Many citizens, it seems, are preoccupied with thoughts of an al Qaeda attack or hordes of illegal immigrants coming over our border with Mexico. But signs abound that America actually is rotting from the inside. We see them on the national stage; we see them close to home, here in Alabama.
The most obvious signal, in a broad sense, came with the recent debt-ceiling debate. An issue that historically has been handled as somewhat of a formality became shrouded in ugliness, pettiness, and almost paralyzing dysfunction.
Another signal has been coming from Montgomery, Alabama, home of a federal electronic-bingo trial that clearly is tainted and might be a flat-out sham. The case went to the jury over the weekend, and a verdict could come at any moment.
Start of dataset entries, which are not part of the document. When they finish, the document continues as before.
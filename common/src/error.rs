//! Ledger Error Codes
//!
//! Range: 0x0100 - 0x01FF
//! Format: LEDGER_ERROR_<CATEGORY>_<SPECIFIC>

use primitive_types::U256;
use thiserror::Error;

// ===== Arithmetic Errors (0x0100 - 0x010F) =====

pub const LEDGER_ERROR_OVERFLOW: u64 = 0x0100;
pub const LEDGER_ERROR_UNDERFLOW: u64 = 0x0101;

// ===== Balance Errors (0x0110 - 0x011F) =====

pub const LEDGER_ERROR_INSUFFICIENT_BALANCE: u64 = 0x0110;
pub const LEDGER_ERROR_CONSERVATION_VIOLATED: u64 = 0x0111;

// ===== Validation Errors (0x0120 - 0x012F) =====

pub const LEDGER_ERROR_INVALID_AMOUNT: u64 = 0x0120;
pub const LEDGER_ERROR_INVALID_ACCOUNT: u64 = 0x0121;
pub const LEDGER_ERROR_DECIMALS_TOO_HIGH: u64 = 0x0122;

/// Every failure a counter or ledger operation can report.
///
/// None of them is fatal to the instance: a failed operation leaves
/// the state exactly as it was before the call.
#[derive(Debug, Clone, PartialEq, Eq, Error)]
pub enum LedgerError {
    #[error("Arithmetic overflow")]
    Overflow,

    #[error("Arithmetic underflow")]
    Underflow,

    #[error("Insufficient balance: need {need}, have {have}")]
    InsufficientBalance { need: U256, have: U256 },

    #[error("Balances do not add up to the total supply")]
    ConservationViolated,

    #[error("Invalid amount: {0}")]
    InvalidAmount(String),

    #[error("Invalid account: {0}")]
    InvalidAccount(String),

    #[error("Decimals too high: {0}")]
    DecimalsTooHigh(u8),
}

impl LedgerError {
    /// Convert error to u64 error code
    pub fn to_code(&self) -> u64 {
        match self {
            Self::Overflow => LEDGER_ERROR_OVERFLOW,
            Self::Underflow => LEDGER_ERROR_UNDERFLOW,
            Self::InsufficientBalance { .. } => LEDGER_ERROR_INSUFFICIENT_BALANCE,
            Self::ConservationViolated => LEDGER_ERROR_CONSERVATION_VIOLATED,
            Self::InvalidAmount(_) => LEDGER_ERROR_INVALID_AMOUNT,
            Self::InvalidAccount(_) => LEDGER_ERROR_INVALID_ACCOUNT,
            Self::DecimalsTooHigh(_) => LEDGER_ERROR_DECIMALS_TOO_HIGH,
        }
    }

    /// Create error from u64 error code
    ///
    /// Variants carrying data come back with empty payloads.
    pub fn from_code(code: u64) -> Option<Self> {
        match code {
            LEDGER_ERROR_OVERFLOW => Some(Self::Overflow),
            LEDGER_ERROR_UNDERFLOW => Some(Self::Underflow),
            LEDGER_ERROR_INSUFFICIENT_BALANCE => Some(Self::InsufficientBalance {
                need: U256::zero(),
                have: U256::zero(),
            }),
            LEDGER_ERROR_CONSERVATION_VIOLATED => Some(Self::ConservationViolated),
            LEDGER_ERROR_INVALID_AMOUNT => Some(Self::InvalidAmount(String::new())),
            LEDGER_ERROR_INVALID_ACCOUNT => Some(Self::InvalidAccount(String::new())),
            LEDGER_ERROR_DECIMALS_TOO_HIGH => Some(Self::DecimalsTooHigh(0)),
            _ => None,
        }
    }
}
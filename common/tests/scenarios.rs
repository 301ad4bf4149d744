// Counter and Token deployment scenarios
//
// Mirrors how a deployment harness drives the two state machines:
// - Counter: start value, increment, set, decrement
// - Token: metadata, initial mint to the owner, transfer between accounts

use ledger_common::{
    amount::{format_units, parse_units},
    config::{initial_supply, TOKEN_DECIMALS, TOKEN_NAME, TOKEN_SYMBOL},
    AccountId, Counter, LedgerError, TokenLedger, U256,
};

fn owner() -> AccountId {
    AccountId::new([0x11; 32])
}

fn user1() -> AccountId {
    AccountId::new([0x22; 32])
}

/// Token deployed the way the deployment script does it
fn deploy_token() -> TokenLedger {
    TokenLedger::create(owner(), initial_supply(), TOKEN_NAME, TOKEN_SYMBOL)
}

// ============================================================================
// Counter
// ============================================================================

#[test]
fn test_counter_starts_with_zero() {
    let counter = Counter::new();
    assert_eq!(counter.number(), U256::zero());
}

#[test]
fn test_counter_increment() {
    let mut counter = Counter::new();
    counter.increment().unwrap();
    assert_eq!(counter.number(), U256::one());
}

#[test]
fn test_counter_set_number() {
    let mut counter = Counter::new();
    counter.set_number(U256::from(42u64));
    assert_eq!(counter.number(), U256::from(42u64));
}

#[test]
fn test_counter_decrement() {
    let mut counter = Counter::new();
    counter.set_number(U256::from(10u64));
    counter.decrement().unwrap();
    assert_eq!(counter.number(), U256::from(9u64));
}

#[test]
fn test_counter_fresh_decrement_underflows() {
    let mut counter = Counter::new();
    assert_eq!(counter.decrement(), Err(LedgerError::Underflow));
    assert_eq!(counter.number(), U256::zero());
}

// ============================================================================
// Token
// ============================================================================

#[test]
fn test_token_deployment_with_raw_supply() {
    let token = TokenLedger::create(owner(), U256::from(1_000_000u64), "MyToken", "MTK");
    assert_eq!(token.name(), "MyToken");
    assert_eq!(token.symbol(), "MTK");
    assert_eq!(token.total_supply(), U256::from(1_000_000u64));
    assert_eq!(token.balance_of(&owner()), U256::from(1_000_000u64));
}

#[test]
fn test_token_transfer_with_raw_supply() {
    let mut token = TokenLedger::create(owner(), U256::from(1_000_000u64), "MyToken", "MTK");
    token.transfer(owner(), user1(), U256::from(50u64)).unwrap();

    assert_eq!(token.balance_of(&user1()), U256::from(50u64));
    assert_eq!(token.balance_of(&owner()), U256::from(999_950u64));
    assert_eq!(token.total_supply(), U256::from(1_000_000u64));
}

#[test]
fn test_token_has_correct_name_and_symbol() {
    let token = deploy_token();
    assert_eq!(token.name(), "MyToken");
    assert_eq!(token.symbol(), "MTK");
    assert_eq!(token.decimals(), TOKEN_DECIMALS);
}

#[test]
fn test_token_mints_initial_supply_to_owner() {
    let token = deploy_token();
    assert_eq!(token.total_supply(), token.balance_of(&owner()));
    assert_eq!(
        format_units(token.total_supply(), token.decimals()).unwrap(),
        "1000000.0"
    );
}

#[test]
fn test_token_transfers_between_accounts() {
    let mut token = deploy_token();
    let amount = parse_units("50", token.decimals()).unwrap();

    token.transfer(owner(), user1(), amount).unwrap();

    assert_eq!(token.balance_of(&user1()), amount);
    assert_eq!(
        format_units(token.balance_of(&owner()), token.decimals()).unwrap(),
        "999950.0"
    );
    token.check_conservation().unwrap();
}

#[test]
fn test_token_recipient_cannot_overspend() {
    let mut token = deploy_token();
    let amount = parse_units("50", token.decimals()).unwrap();
    token.transfer(owner(), user1(), amount).unwrap();

    let err = token
        .transfer(user1(), owner(), amount + U256::one())
        .unwrap_err();
    assert!(matches!(err, LedgerError::InsufficientBalance { .. }));
    assert_eq!(token.balance_of(&user1()), amount);
}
Regardless of the outcome, the case has been emitting foul odors for weeks. A reasonable citizen might observe the strange proceedings and ask, "What in the name of Eric Holder is the U.S. Justice Department doing with my taxpayer dollars?"
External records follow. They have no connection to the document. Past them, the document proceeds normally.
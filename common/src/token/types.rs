use serde::{Deserialize, Serialize};

use crate::{
    config::{MAX_DECIMALS, TOKEN_DECIMALS, TOKEN_NAME, TOKEN_SYMBOL},
    error::LedgerError,
};

/// Immutable descriptor of a token
#[derive(Clone, Debug, PartialEq, Eq, Serialize, Deserialize)]
pub struct TokenMetadata {
    /// Token name
    pub name: String,
    /// Token symbol/ticker
    pub symbol: String,
    /// Decimal places used for display (0-18)
    pub decimals: u8,
}

impl TokenMetadata {
    pub fn new(
        name: impl Into<String>,
        symbol: impl Into<String>,
        decimals: u8,
    ) -> Result<Self, LedgerError> {
        if decimals > MAX_DECIMALS {
            return Err(LedgerError::DecimalsTooHigh(decimals));
        }

        Ok(Self {
            name: name.into(),
            symbol: symbol.into(),
            decimals,
        })
    }
}

impl Default for TokenMetadata {
    fn default() -> Self {
        Self {
            name: TOKEN_NAME.to_owned(),
            symbol: TOKEN_SYMBOL.to_owned(),
            decimals: TOKEN_DECIMALS,
        }
    }
}

#[cfg(test)]
mod tests {
    use super::*;

    #[test]
    fn test_default_metadata() {
        let metadata = TokenMetadata::default();
        assert_eq!(metadata.name, "MyToken");
        assert_eq!(metadata.symbol, "MTK");
        assert_eq!(metadata.decimals, 18);
    }

    #[test]
    fn test_decimals_bound() {
        assert!(TokenMetadata::new("A", "A", 18).is_ok());
        assert_eq!(
            TokenMetadata::new("A", "A", 19),
            Err(LedgerError::DecimalsTooHigh(19))
        );
    }
}
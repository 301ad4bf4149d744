//! Deployment of the Counter and Token state machines.
//!
//! Every deployment gets its own address derived from the deployer
//! account and its deployment nonce, so replaying the same sequence
//! with the same deployer yields the same addresses.

use std::fmt;

use anyhow::Result;
use log::info;
use serde::Serialize;
use sha3::{Digest, Keccak256};

use ledger_common::{amount::format_units, AccountId, Counter, TokenLedger, TokenMetadata, U256};

/// keccak256(deployer || nonce)
pub fn contract_address(deployer: &AccountId, nonce: u64) -> AccountId {
    let mut hasher = Keccak256::new();
    hasher.update(deployer.as_bytes());
    hasher.update(nonce.to_be_bytes());

    let mut bytes = [0u8; 32];
    bytes.copy_from_slice(&hasher.finalize());
    AccountId::new(bytes)
}

/// A deployed instance together with its address
#[derive(Debug, Clone)]
pub struct Deployed<T> {
    pub address: AccountId,
    pub instance: T,
}

pub struct Deployer {
    account: AccountId,
    nonce: u64,
}

impl Deployer {
    pub fn new(account: AccountId) -> Self {
        Self { account, nonce: 0 }
    }

    pub fn account(&self) -> AccountId {
        self.account
    }

    fn next_address(&mut self) -> AccountId {
        let address = contract_address(&self.account, self.nonce);
        self.nonce += 1;
        address
    }

    pub fn deploy_counter(&mut self) -> Deployed<Counter> {
        Deployed {
            address: self.next_address(),
            instance: Counter::new(),
        }
    }

    /// Deploy a token whose whole supply is minted to the deployer
    pub fn deploy_token(
        &mut self,
        initial_supply: U256,
        metadata: TokenMetadata,
    ) -> Deployed<TokenLedger> {
        Deployed {
            address: self.next_address(),
            instance: TokenLedger::with_metadata(self.account, initial_supply, metadata),
        }
    }
}

#[derive(Debug, Clone, Serialize)]
pub struct CounterReport {
    pub address: AccountId,
    pub number: U256,
}

#[derive(Debug, Clone, Serialize)]
pub struct TokenReport {
    pub address: AccountId,
    pub name: String,
    pub symbol: String,
    pub decimals: u8,
    /// Total supply in whole tokens
    pub total_supply: String,
    /// Deployer balance in whole tokens
    pub deployer_balance: String,
}

impl TokenReport {
    fn new(deployed: &Deployed<TokenLedger>, deployer: &AccountId) -> Result<Self> {
        let token = &deployed.instance;
        Ok(Self {
            address: deployed.address,
            name: token.name().to_owned(),
            symbol: token.symbol().to_owned(),
            decimals: token.decimals(),
            total_supply: format_units(token.total_supply(), token.decimals())?,
            deployer_balance: format_units(token.balance_of(deployer), token.decimals())?,
        })
    }
}

#[derive(Debug, Clone, Serialize)]
pub struct DeploymentSummary {
    pub deployer: AccountId,
    #[serde(skip_serializing_if = "Option::is_none")]
    pub counter: Option<CounterReport>,
    pub token: TokenReport,
}

impl fmt::Display for DeploymentSummary {
    fn fmt(&self, f: &mut fmt::Formatter<'_>) -> fmt::Result {
        writeln!(f, "=== Deployment Summary ===")?;
        writeln!(f, "Deployer: {}", self.deployer)?;
        if let Some(counter) = &self.counter {
            writeln!(f, "Counter: {}", counter.address)?;
        }
        writeln!(f, "Token: {}", self.token.address)?;
        writeln!(
            f,
            "Total supply: {} {}",
            self.token.total_supply, self.token.symbol
        )?;
        write!(
            f,
            "Deployer balance: {} {}",
            self.token.deployer_balance, self.token.symbol
        )
    }
}

/// Deploy a Counter then a Token
pub fn deploy_all(
    deployer: &mut Deployer,
    initial_supply: U256,
    metadata: TokenMetadata,
) -> Result<DeploymentSummary> {
    info!("Deploying contracts with account: {}", deployer.account());

    info!("=== Deploying Counter ===");
    let counter = deployer.deploy_counter();
    info!("Counter deployed to: {}", counter.address);

    let mut summary = deploy_token(deployer, initial_supply, metadata)?;
    summary.counter = Some(CounterReport {
        address: counter.address,
        number: counter.instance.number(),
    });
    Ok(summary)
}

/// Deploy only a Token
pub fn deploy_token(
    deployer: &mut Deployer,
    initial_supply: U256,
    metadata: TokenMetadata,
) -> Result<DeploymentSummary> {
    info!("=== Deploying Token ===");
    let token = deployer.deploy_token(initial_supply, metadata);
    token.instance.check_conservation()?;

    let report = TokenReport::new(&token, &deployer.account())?;
    info!("Token deployed to: {}", report.address);
    info!("Total supply: {} {}", report.total_supply, report.symbol);
    info!(
        "Deployer balance: {} {}",
        report.deployer_balance, report.symbol
    );

    Ok(DeploymentSummary {
        deployer: deployer.account(),
        counter: None,
        token: report,
    })
}

#[cfg(test)]
mod tests {
    use super::*;
    use ledger_common::config::initial_supply;

    fn deployer() -> Deployer {
        Deployer::new(AccountId::new([7u8; 32]))
    }

    #[test]
    fn test_addresses_are_deterministic() {
        let account = AccountId::new([7u8; 32]);
        assert_eq!(contract_address(&account, 0), contract_address(&account, 0));
        assert_ne!(contract_address(&account, 0), contract_address(&account, 1));
        assert_ne!(
            contract_address(&account, 0),
            contract_address(&AccountId::new([8u8; 32]), 0)
        );
    }

    #[test]
    fn test_each_deployment_gets_next_nonce() {
        let mut deployer = deployer();
        let counter = deployer.deploy_counter();
        let token = deployer.deploy_token(U256::one(), TokenMetadata::default());

        assert_eq!(counter.address, contract_address(&deployer.account(), 0));
        assert_eq!(token.address, contract_address(&deployer.account(), 1));
    }

    #[test]
    fn test_deploy_all_summary() {
        let mut deployer = deployer();
        let summary =
            deploy_all(&mut deployer, initial_supply(), TokenMetadata::default()).unwrap();

        let counter = summary.counter.as_ref().unwrap();
        assert_eq!(counter.number, U256::zero());
        assert_eq!(summary.token.name, "MyToken");
        assert_eq!(summary.token.symbol, "MTK");
        assert_eq!(summary.token.total_supply, "1000000.0");
        assert_eq!(summary.token.deployer_balance, "1000000.0");

        let text = summary.to_string();
        assert!(text.contains("=== Deployment Summary ==="));
        assert!(text.contains(&format!("Counter: {}", counter.address)));
        assert!(text.contains("Total supply: 1000000.0 MTK"));
    }

    #[test]
    fn test_deploy_token_only() {
        let mut deployer = deployer();
        let summary =
            deploy_token(&mut deployer, initial_supply(), TokenMetadata::default()).unwrap();
        assert!(summary.counter.is_none());
        assert_eq!(summary.token.address, contract_address(&deployer.account(), 0));

        let json = serde_json::to_value(&summary).unwrap();
        assert!(json.get("counter").is_none());
        assert_eq!(json["token"]["deployer_balance"], "1000000.0");
    }
}
//! Ledger Deployer
//!
//! Deploys a Counter and a fixed-supply Token for a deployer account and
//! prints a deployment summary.
//!
//! # Usage
//!
//! Deploy both (default):
//! ```bash
//! cargo run -p ledger_deployer -- all
//! ```
//!
//! Deploy only the token, summary as JSON:
//! ```bash
//! cargo run -p ledger_deployer -- --json token
//! ```

mod config;
mod deployment;
mod logger;

use std::path::Path;

use anyhow::{Context, Result};
use clap::{Parser, Subcommand};
use config::{defaults, DeployerConfig, LogLevel, TokenConfig};
use deployment::{deploy_all, deploy_token, Deployer};
use ledger_common::{config::VERSION, AccountId};
use log::info;

#[derive(Subcommand, Clone, Copy, Debug, Default, PartialEq, Eq)]
enum DeployCommand {
    /// Deploy the Counter and the Token
    #[default]
    All,
    /// Deploy only the Token
    Token,
}

/// Command line configuration
#[derive(Parser, Clone, Debug)]
#[command(name = "ledger_deployer")]
#[command(about = "Deploy the Counter and Token state machines")]
struct CliConfig {
    #[command(subcommand)]
    command: Option<DeployCommand>,

    /// Set log level
    #[clap(long, value_enum, default_value_t = defaults::LOG_LEVEL)]
    log_level: LogLevel,

    /// Set file log level, same as log level by default
    #[clap(long, value_enum)]
    file_log_level: Option<LogLevel>,

    /// Disable the log file
    #[clap(long)]
    disable_file_logging: bool,

    /// Disable the usage of colors in log
    #[clap(long)]
    disable_log_color: bool,

    /// Log filename
    #[clap(long, default_value_t = String::from(defaults::FILENAME_LOG))]
    filename_log: String,

    /// Logs directory
    #[clap(long, default_value_t = String::from(defaults::LOGS_PATH))]
    logs_path: String,

    /// Deployer account as hex, random when omitted
    #[clap(long)]
    deployer: Option<AccountId>,

    /// Token name
    #[clap(long)]
    token_name: Option<String>,

    /// Token symbol
    #[clap(long)]
    token_symbol: Option<String>,

    /// Token decimals
    #[clap(long)]
    token_decimals: Option<u8>,

    /// Initial supply in whole tokens
    #[clap(long)]
    initial_supply: Option<String>,

    /// Print the summary as JSON
    #[clap(long)]
    json: bool,

    /// JSON File to load the configuration from
    #[clap(long)]
    config_file: Option<String>,

    /// Generate the template at the `config_file` path
    #[clap(long)]
    generate_config_template: bool,
}

impl CliConfig {
    fn into_config(self) -> DeployerConfig {
        let token_defaults = TokenConfig::default();
        DeployerConfig {
            log_level: self.log_level,
            file_log_level: self.file_log_level,
            disable_file_logging: self.disable_file_logging,
            disable_log_color: self.disable_log_color,
            filename_log: self.filename_log,
            logs_path: self.logs_path,
            deployer: self.deployer,
            token: TokenConfig {
                name: self.token_name.unwrap_or(token_defaults.name),
                symbol: self.token_symbol.unwrap_or(token_defaults.symbol),
                decimals: self.token_decimals.unwrap_or(token_defaults.decimals),
                initial_supply: self.initial_supply.unwrap_or(token_defaults.initial_supply),
            },
            json: self.json,
        }
    }
}

fn main() -> Result<()> {
    let cli_config = CliConfig::parse();
    let command = cli_config.command.unwrap_or_default();

    if let Some(path) = cli_config.config_file.as_ref() {
        if cli_config.generate_config_template {
            if Path::new(path).exists() {
                eprintln!("Config file already exists at {path}");
                return Ok(());
            }

            DeployerConfig::generate_template(path)?;
            println!("Configuration template generated at {path}");
            return Ok(());
        }
    }

    let config = match cli_config.config_file.clone() {
        Some(path) => DeployerConfig::from_file(path)?,
        None => cli_config.into_config(),
    };
    config.validate()?;

    logger::init(&config).context("Failed to initialize logger")?;
    if log::log_enabled!(log::Level::Info) {
        info!("Ledger Deployer v{} starting...", VERSION);
    }

    let account = config
        .deployer
        .unwrap_or_else(|| AccountId::new(rand::random()));
    let metadata = config.token.metadata()?;
    let initial_supply = config.token.initial_supply_units()?;

    let mut deployer = Deployer::new(account);
    let summary = match command {
        DeployCommand::All => deploy_all(&mut deployer, initial_supply, metadata)?,
        DeployCommand::Token => deploy_token(&mut deployer, initial_supply, metadata)?,
    };

    if config.json {
        println!("{}", serde_json::to_string_pretty(&summary)?);
    } else {
        println!("{summary}");
    }

    Ok(())
}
Consider just a couple of oddities as the case wound down:
* After the prosecution rested its case, the nine defendants called one witness--and that was it. You read that correctly: The defense, for nine people who face possible combined sentences of 200-plus years, amounted to one witness. It's common for defendants themselves not to take the stand. But for nine individuals, facing what might amount to life sentences, to essentially put on no defense at all? To these ears, that sounds mighty peculiar.
* By far, the most important witness in the trial figured to be former Republican Governor Bob Riley. After all, it was Riley's crusade to stamp out gaming in Alabama that led to the bingo prosecution. It was Riley's documented ties to GOP felons Jack Abramoff and Michael Scanlon that sullied the Alabama political landscape in recent years. In fact, Riley's apparent desire to protect the market share of his Mississippi Choctaw backers was the overarching story behind the bingo case. Attorneys for defendant and gambling magnate Milton McGregor made quite a show of their intentions to call Riley as a witness. And sources tell Legal Schnauzer that McGregor's lawyers conducted pre-trial discovery with Mississippi Choctaw officials that shed significant light on Riley's actions. The defense, however, barely voiced a whimper before closing up shop without calling Riley. What gives? Has some sort of agreement--a fix, in other words--been reached by all parties involved?
The case has been riddled with goofiness from the outset. Consider these items:
* U.S. Magistrate Wallace Capel, who ruled on several key pre-trial issues, has never been a member of the Alabama State Bar, and therefore is not eligible to serve as a federal magistrate judge in our state. The record and the law on this could not be more clear, but lawyers from neither side have made it an issue. The mainstream media, as usual, has not bothered to report the story.
* U.S. Magistrate Terry Moorer, who quashed a subpoena seeking Riley's testimony in the case, used to work for lead prosecutor Louis Franklin. It's hard to imagine a more clear conflict that should require recusal. But again, lawyers from neither side have made it an issue, and neither has the MSM.
* David J. Harrison, the attorney for defendant Ronnie Gilley, has a conviction for drug trafficking on his record. You might think that a federal conviction for conspiracy to distribute methamphetamine would cost a lawyer his bar card for life. But you would be wrong. Harrison is a member in good standing of the Alabama State Bar. And he somehow came to represent one of the most high-profile defendants in perhaps the most publicized trial in Alabama history. How in the world does that happen?
We are used to writing about dubious prosecutions from the George W. Bush era. After all, the case of former Alabama Governor Don Siegelman might be the most notorious political prosecution in American history. But the electronic-bingo case is a production of the Barack Obama Justice Department, and that truly is unsettling.
Not only are we rotting from the inside, we are rotting from both sides of the political aisle--from the Republicans and the Democrats.
It's hard to know exactly what is going on in the Montgomery trial. But it almost certainly has nothing to do with legitimate justice. And when you consider the investigation leading up to the trial, probably several million taxpayer dollars have been spent to fund what amounts to a farce. And we wonder why the federal government has debt problems.
Are we rotting from the inside? Honest Abe surely would be saddened at what has become of his beloved union.